Singlestore makes a distinction between two different types of databases:
It’s important to understand the distinction between these two types of databases. Because from a backup and restore perspective these are treated differently.
Unlimited storage
An unlimited storage database allows you to use point in time recovery to restore your unlimited storage database to a specific point in time. It doesn’t use any backups for that. It relies upon the unlimited storage feature in Singlestore and leverages the blobs stored in the object storage. More information on this topic can be found here.
Local databases
A local database can be backed up and restored using the backup and recovery procedures available within Singlestore. Creating a backup of a database is something that needs to be configured and is not set up out of the box. Similarly recovering a database is also not set up out of the box by default.
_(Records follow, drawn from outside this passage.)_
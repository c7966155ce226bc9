use std::io::{self, Write};
use std::time::{Duration, Instant};

use indicatif::{ProgressBar, ProgressStyle};

const SPINNER_TICKS: &str = "⠋⠙⠹⠸⠼⠴⠦⠧⠇⠏";

/// The step currently running, with its spinner.
struct ActiveStep {
    label: &'static str,
    started: Instant,
    spinner: ProgressBar,
}

/// Numbered step reporting on stderr for one command run.
///
/// A silent instance accepts the same calls and prints nothing, so the
/// commands never branch on interactivity to report progress.
pub struct Progress {
    enabled: bool,
    total: u8,
    done: u8,
    started: Instant,
    active: Option<ActiveStep>,
}

impl Progress {
    pub fn new(interactive: bool, total: u8) -> Self {
        Self {
            enabled: interactive,
            total,
            done: 0,
            started: Instant::now(),
            active: None,
        }
    }

    /// Starts step `label`, replacing any spinner still running.
    pub fn step(&mut self, label: &'static str) {
        if !self.enabled {
            return;
        }
        self.clear_spinner();

        let spinner = ProgressBar::new_spinner();
        if let Ok(style) = ProgressStyle::with_template("  {spinner:.cyan} {msg}") {
            spinner.set_style(style.tick_chars(SPINNER_TICKS));
        }
        spinner.enable_steady_tick(Duration::from_millis(80));
        spinner.set_message(format!("[{}/{}] {label}...", self.done + 1, self.total));

        self.active = Some(ActiveStep {
            label,
            started: Instant::now(),
            spinner,
        });
    }

    /// Marks the running step done and lists `details` under it.
    pub fn complete(&mut self, details: &[String]) {
        let Some(step) = self.active.take() else {
            return;
        };
        step.spinner.finish_and_clear();
        self.done += 1;

        let mut stderr = io::stderr().lock();
        let _ = writeln!(
            stderr,
            "  \x1b[32m✓\x1b[0m {:<44} {:>5.1}s",
            step.label,
            step.started.elapsed().as_secs_f64()
        );
        for line in details {
            let _ = writeln!(stderr, "      \x1b[2m·\x1b[0m {line}");
        }
    }

    pub fn finish(mut self) {
        if !self.enabled {
            return;
        }
        self.clear_spinner();

        let total = format!("{} steps in {:.2}s", self.done, self.started.elapsed().as_secs_f64());
        let mut stderr = io::stderr().lock();
        let _ = writeln!(stderr);
        let _ = writeln!(stderr, "  \x1b[2m{}\x1b[0m", "─".repeat(56));
        let _ = writeln!(stderr, "  \x1b[32m✓\x1b[0m Analysis complete {total:>36}");
        let _ = writeln!(stderr);
    }

    fn clear_spinner(&mut self) {
        if let Some(step) = self.active.take() {
            step.spinner.finish_and_clear();
        }
    }
}

impl Drop for Progress {
    fn drop(&mut self) {
        self.clear_spinner();
    }
}

#[cfg(test)]
mod tests {
    use super::*;

    #[test]
    fn silent_progress_records_nothing() {
        let mut progress = Progress::new(false, 2);
        progress.step("Reading structure");
        progress.complete(&["ignored".to_string()]);
        assert!(progress.active.is_none());
        assert_eq!(progress.done, 0);
        progress.finish();
    }
}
The above highlights the differences between these two types of databases and how these differ in their backup and recovery strategies
The remainder of this blog will focus on making and restoring backups for local databases.
There are currently two different methods to create a backup of a Singlestore local database. This can be achieved either by using the Singlestore Operator or using the backup SQL command.
Before having a closer look at each of these methods, please be aware that the sdb-admin tool mentioned under the backup and restore section in the Singlestore documentation, to create a backup doesn’t work against a Kubernetes deployment.
That’s why this method is not discussed in this blog. Having said that let’s have a closer look at each of the previously mentioned methods.
The Singlestore Operator is responsible for managing the Singlestore cluster. The operator can be used to apply changes like resizing the Singlestore cluster, replacing failing nodes or upgrading to a newer version of Singlestore. Another thing the operator can be used for is creating backups of your local databases.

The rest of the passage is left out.